= Exercise =
Return the entries in their entirety, precisely as given.

= Task material =
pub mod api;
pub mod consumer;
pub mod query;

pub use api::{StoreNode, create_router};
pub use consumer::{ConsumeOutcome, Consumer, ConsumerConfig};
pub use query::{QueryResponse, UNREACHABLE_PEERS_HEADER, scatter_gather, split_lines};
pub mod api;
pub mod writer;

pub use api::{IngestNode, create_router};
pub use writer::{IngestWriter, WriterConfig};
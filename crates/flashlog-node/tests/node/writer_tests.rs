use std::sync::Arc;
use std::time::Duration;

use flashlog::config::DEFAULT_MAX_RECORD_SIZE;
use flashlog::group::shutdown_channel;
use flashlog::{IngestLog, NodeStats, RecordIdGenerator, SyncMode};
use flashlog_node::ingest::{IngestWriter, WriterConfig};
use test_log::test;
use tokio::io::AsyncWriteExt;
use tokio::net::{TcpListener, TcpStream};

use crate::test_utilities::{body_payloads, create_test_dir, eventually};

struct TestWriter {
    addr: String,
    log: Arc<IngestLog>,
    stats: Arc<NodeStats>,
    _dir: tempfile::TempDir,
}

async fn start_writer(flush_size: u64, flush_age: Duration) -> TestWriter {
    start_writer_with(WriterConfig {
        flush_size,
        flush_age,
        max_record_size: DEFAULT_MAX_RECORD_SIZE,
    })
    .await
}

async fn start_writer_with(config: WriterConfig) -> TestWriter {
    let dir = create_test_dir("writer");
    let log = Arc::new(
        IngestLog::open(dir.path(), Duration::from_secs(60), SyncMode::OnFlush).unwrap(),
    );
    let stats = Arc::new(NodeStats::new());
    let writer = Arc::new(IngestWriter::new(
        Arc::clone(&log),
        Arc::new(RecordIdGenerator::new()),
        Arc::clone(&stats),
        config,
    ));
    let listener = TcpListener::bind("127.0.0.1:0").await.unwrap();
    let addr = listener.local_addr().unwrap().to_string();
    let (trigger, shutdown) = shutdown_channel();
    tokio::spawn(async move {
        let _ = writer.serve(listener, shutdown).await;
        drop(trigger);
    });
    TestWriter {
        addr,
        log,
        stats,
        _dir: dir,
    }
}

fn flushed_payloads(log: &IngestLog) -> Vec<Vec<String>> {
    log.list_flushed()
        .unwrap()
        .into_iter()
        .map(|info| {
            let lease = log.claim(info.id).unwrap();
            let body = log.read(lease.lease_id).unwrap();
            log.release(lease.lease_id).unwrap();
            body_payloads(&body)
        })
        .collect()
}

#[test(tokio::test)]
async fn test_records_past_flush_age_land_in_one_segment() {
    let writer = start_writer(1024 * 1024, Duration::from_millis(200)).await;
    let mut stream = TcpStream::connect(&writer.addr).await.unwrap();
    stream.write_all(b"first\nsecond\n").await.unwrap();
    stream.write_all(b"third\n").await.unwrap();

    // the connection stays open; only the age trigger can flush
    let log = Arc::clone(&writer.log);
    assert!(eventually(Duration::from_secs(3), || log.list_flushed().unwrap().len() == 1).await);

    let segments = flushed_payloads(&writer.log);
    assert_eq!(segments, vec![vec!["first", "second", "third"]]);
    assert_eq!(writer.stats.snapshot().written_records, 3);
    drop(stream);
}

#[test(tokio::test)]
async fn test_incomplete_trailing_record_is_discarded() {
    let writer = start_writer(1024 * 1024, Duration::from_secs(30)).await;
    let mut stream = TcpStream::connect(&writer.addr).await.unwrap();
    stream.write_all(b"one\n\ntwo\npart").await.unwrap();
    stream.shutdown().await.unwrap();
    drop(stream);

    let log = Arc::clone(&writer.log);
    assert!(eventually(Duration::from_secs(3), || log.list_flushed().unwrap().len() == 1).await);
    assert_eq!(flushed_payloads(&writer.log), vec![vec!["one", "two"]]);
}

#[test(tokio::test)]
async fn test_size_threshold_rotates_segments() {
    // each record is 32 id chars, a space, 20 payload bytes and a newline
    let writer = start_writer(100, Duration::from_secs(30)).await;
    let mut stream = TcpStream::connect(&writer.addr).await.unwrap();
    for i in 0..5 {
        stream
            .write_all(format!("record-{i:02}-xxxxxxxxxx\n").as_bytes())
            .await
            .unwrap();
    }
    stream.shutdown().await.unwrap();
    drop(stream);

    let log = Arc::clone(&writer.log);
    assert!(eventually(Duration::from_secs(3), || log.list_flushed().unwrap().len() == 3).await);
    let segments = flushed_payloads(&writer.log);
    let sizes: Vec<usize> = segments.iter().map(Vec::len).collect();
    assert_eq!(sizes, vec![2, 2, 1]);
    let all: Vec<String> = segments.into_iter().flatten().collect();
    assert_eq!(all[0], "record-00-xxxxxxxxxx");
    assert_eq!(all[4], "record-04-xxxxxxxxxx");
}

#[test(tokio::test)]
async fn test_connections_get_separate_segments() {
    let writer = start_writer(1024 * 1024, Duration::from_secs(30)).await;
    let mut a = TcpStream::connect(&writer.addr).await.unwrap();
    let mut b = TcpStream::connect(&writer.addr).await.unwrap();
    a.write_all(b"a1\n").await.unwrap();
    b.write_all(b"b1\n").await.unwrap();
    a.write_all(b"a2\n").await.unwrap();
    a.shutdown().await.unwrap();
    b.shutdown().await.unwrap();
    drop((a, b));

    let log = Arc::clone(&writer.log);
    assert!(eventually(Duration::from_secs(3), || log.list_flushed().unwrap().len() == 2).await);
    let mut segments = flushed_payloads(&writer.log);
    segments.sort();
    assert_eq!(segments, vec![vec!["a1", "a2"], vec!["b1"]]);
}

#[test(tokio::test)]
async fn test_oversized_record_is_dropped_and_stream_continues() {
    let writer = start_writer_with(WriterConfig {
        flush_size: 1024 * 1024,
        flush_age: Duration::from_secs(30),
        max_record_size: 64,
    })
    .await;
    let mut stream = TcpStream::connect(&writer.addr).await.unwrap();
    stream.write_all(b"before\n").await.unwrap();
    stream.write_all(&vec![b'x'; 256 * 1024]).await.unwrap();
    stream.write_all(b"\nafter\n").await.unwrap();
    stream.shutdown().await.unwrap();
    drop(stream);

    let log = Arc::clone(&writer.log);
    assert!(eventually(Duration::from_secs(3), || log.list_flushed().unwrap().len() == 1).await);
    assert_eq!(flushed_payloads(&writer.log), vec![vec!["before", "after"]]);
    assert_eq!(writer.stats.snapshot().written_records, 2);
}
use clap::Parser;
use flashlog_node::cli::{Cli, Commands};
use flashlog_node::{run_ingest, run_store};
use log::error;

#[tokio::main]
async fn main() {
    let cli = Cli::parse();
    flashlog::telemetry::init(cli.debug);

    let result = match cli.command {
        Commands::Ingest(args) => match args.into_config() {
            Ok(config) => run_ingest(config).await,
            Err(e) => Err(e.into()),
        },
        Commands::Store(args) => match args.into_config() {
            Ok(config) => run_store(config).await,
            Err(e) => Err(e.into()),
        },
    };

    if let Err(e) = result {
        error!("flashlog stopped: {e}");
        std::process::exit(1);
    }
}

= Result of this exercise =
pub mod api;
pub mod consumer;
pub mod query;

pub use api::{StoreNode, create_router};
pub use consumer::{ConsumeOutcome, Consumer, ConsumerConfig};
pub use query::{QueryResponse, UNREACHABLE_PEERS_HEADER, scatter_gather, split_lines};
pub mod api;
pub mod writer;

pub use api::{IngestNode, create_router};
pub use writer::{IngestWriter, WriterConfig};
filename crates/flashlog-node/tests/node/writer_tests.rs
use std::sync::Arc;
use std::time::Duration;

use flashlog::config::DEFAULT_MAX_RECORD_SIZE;
use flashlog::group::shutdown_channel;
use flashlog::{IngestLog, NodeStats, RecordIdGenerator, SyncMode};
use flashlog_node::ingest::{IngestWriter, WriterConfig};
use test_log::test;
use tokio::io::AsyncWriteExt;
use tokio::net::{TcpListener, TcpStream};

use crate::test_utilities::{body_payloads, create_test_dir, eventually};

struct TestWriter {
    addr: String,
    log: Arc<IngestLog>,
    stats: Arc<NodeStats>,
    _dir: tempfile::TempDir,
}

async fn start_writer(flush_size: u64, flush_age: Duration) -> TestWriter {
    start_writer_with(WriterConfig {
        flush_size,
        flush_age,
        max_record_size: DEFAULT_MAX_RECORD_SIZE,
    })
    .await
}

async fn start_writer_with(config: WriterConfig) -> TestWriter {
    let dir = create_test_dir("writer");
    let log = Arc::new(
        IngestLog::open(dir.path(), Duration::from_secs(60), SyncMode::OnFlush).unwrap(),
    );
    let stats = Arc::new(NodeStats::new());
    let writer = Arc::new(IngestWriter::new(
        Arc::clone(&log),
        Arc::new(RecordIdGenerator::new()),
        Arc::clone(&stats),
        config,
    ));
    let listener = TcpListener::bind("127.0.0.1:0").await.unwrap();
    let addr = listener.local_addr().unwrap().to_string();
    let (trigger, shutdown) = shutdown_channel();
    tokio::spawn(async move {
        let _ = writer.serve(listener, shutdown).await;
        drop(trigger);
    });
    TestWriter {
        addr,
        log,
        stats,
        _dir: dir,
    }
}

fn flushed_payloads(log: &IngestLog) -> Vec<Vec<String>> {
    log.list_flushed()
        .unwrap()
        .into_iter()
        .map(|info| {
            let lease = log.claim(info.id).unwrap();
            let body = log.read(lease.lease_id).unwrap();
            log.release(lease.lease_id).unwrap();
            body_payloads(&body)
        })
        .collect()
}

#[test(tokio::test)]
async fn test_records_past_flush_age_land_in_one_segment() {
    let writer = start_writer(1024 * 1024, Duration::from_millis(200)).await;
    let mut stream = TcpStream::connect(&writer.addr).await.unwrap();
    stream.write_all(b"first\nsecond\n").await.unwrap();
    stream.write_all(b"third\n").await.unwrap();

    // the connection stays open; only the age trigger can flush
    let log = Arc::clone(&writer.log);
    assert!(eventually(Duration::from_secs(3), || log.list_flushed().unwrap().len() == 1).await);

    let segments = flushed_payloads(&writer.log);
    assert_eq!(segments, vec![vec!["first", "second", "third"]]);
    assert_eq!(writer.stats.snapshot().written_records, 3);
    drop(stream);
}

#[test(tokio::test)]
async fn test_incomplete_trailing_record_is_discarded() {
    let writer = start_writer(1024 * 1024, Duration::from_secs(30)).await;
    let mut stream = TcpStream::connect(&writer.addr).await.unwrap();
    stream.write_all(b"one\n\ntwo\npart").await.unwrap();
    stream.shutdown().await.unwrap();
    drop(stream);

    let log = Arc::clone(&writer.log);
    assert!(eventually(Duration::from_secs(3), || log.list_flushed().unwrap().len() == 1).await);
    assert_eq!(flushed_payloads(&writer.log), vec![vec!["one", "two"]]);
}

#[test(tokio::test)]
async fn test_size_threshold_rotates_segments() {
    // each record is 32 id chars, a space, 20 payload bytes and a newline
    let writer = start_writer(100, Duration::from_secs(30)).await;
    let mut stream = TcpStream::connect(&writer.addr).await.unwrap();
    for i in 0..5 {
        stream
            .write_all(format!("record-{i:02}-xxxxxxxxxx\n").as_bytes())
            .await
            .unwrap();
    }
    stream.shutdown().await.unwrap();
    drop(stream);

    let log = Arc::clone(&writer.log);
    assert!(eventually(Duration::from_secs(3), || log.list_flushed().unwrap().len() == 3).await);
    let segments = flushed_payloads(&writer.log);
    let sizes: Vec<usize> = segments.iter().map(Vec::len).collect();
    assert_eq!(sizes, vec![2, 2, 1]);
    let all: Vec<String> = segments.into_iter().flatten().collect();
    assert_eq!(all[0], "record-00-xxxxxxxxxx");
    assert_eq!(all[4], "record-04-xxxxxxxxxx");
}

#[test(tokio::test)]
async fn test_connections_get_separate_segments() {
    let writer = start_writer(1024 * 1024, Duration::from_secs(30)).await;
    let mut a = TcpStream::connect(&writer.addr).await.unwrap();
    let mut b = TcpStream::connect(&writer.addr).await.unwrap();
    a.write_all(b"a1\n").await.unwrap();
    b.write_all(b"b1\n").await.unwrap();
    a.write_all(b"a2\n").await.unwrap();
    a.shutdown().await.unwrap();
    b.shutdown().await.unwrap();
    drop((a, b));

    let log = Arc::clone(&writer.log);
    assert!(eventually(Duration::from_secs(3), || log.list_flushed().unwrap().len() == 2).await);
    let mut segments = flushed_payloads(&writer.log);
    segments.sort();
    assert_eq!(segments, vec![vec!["a1", "a2"], vec!["b1"]]);
}

#[test(tokio::test)]
async fn test_oversized_record_is_dropped_and_stream_continues() {
    let writer = start_writer_with(WriterConfig {
        flush_size: 1024 * 1024,
        flush_age: Duration::from_secs(30),
        max_record_size: 64,
    })
    .await;
    let mut stream = TcpStream::connect(&writer.addr).await.unwrap();
    stream.write_all(b"before\n").await.unwrap();
    stream.write_all(&vec![b'x'; 256 * 1024]).await.unwrap();
    stream.write_all(b"\nafter\n").await.unwrap();
    stream.shutdown().await.unwrap();
    drop(stream);

    let log = Arc::clone(&writer.log);
    assert!(eventually(Duration::from_secs(3), || log.list_flushed().unwrap().len() == 1).await);
    assert_eq!(flushed_payloads(&writer.log), vec![vec!["before", "after"]]);
    assert_eq!(writer.stats.snapshot().written_records, 2);
}
use clap::Parser;
use flashlog_node::cli::{Cli, Commands};
use flashlog_node::{run_ingest, run_store};
use log::error;

#[tokio::main]
async fn main() {
    let cli = Cli::parse();
    flashlog::telemetry::init(cli.debug);

    let result = match cli.command {
        Commands::Ingest(args) => match args.into_config() {
            Ok(config) => run_ingest(config).await,
            Err(e) => Err(e.into()),
        },
        Commands::Store(args) => match args.into_config() {
            Ok(config) => run_store(config).await,
            Err(e) => Err(e.into()),
        },
    };

    if let Err(e) = result {
        error!("flashlog stopped: {e}");
        std::process::exit(1);
    }
}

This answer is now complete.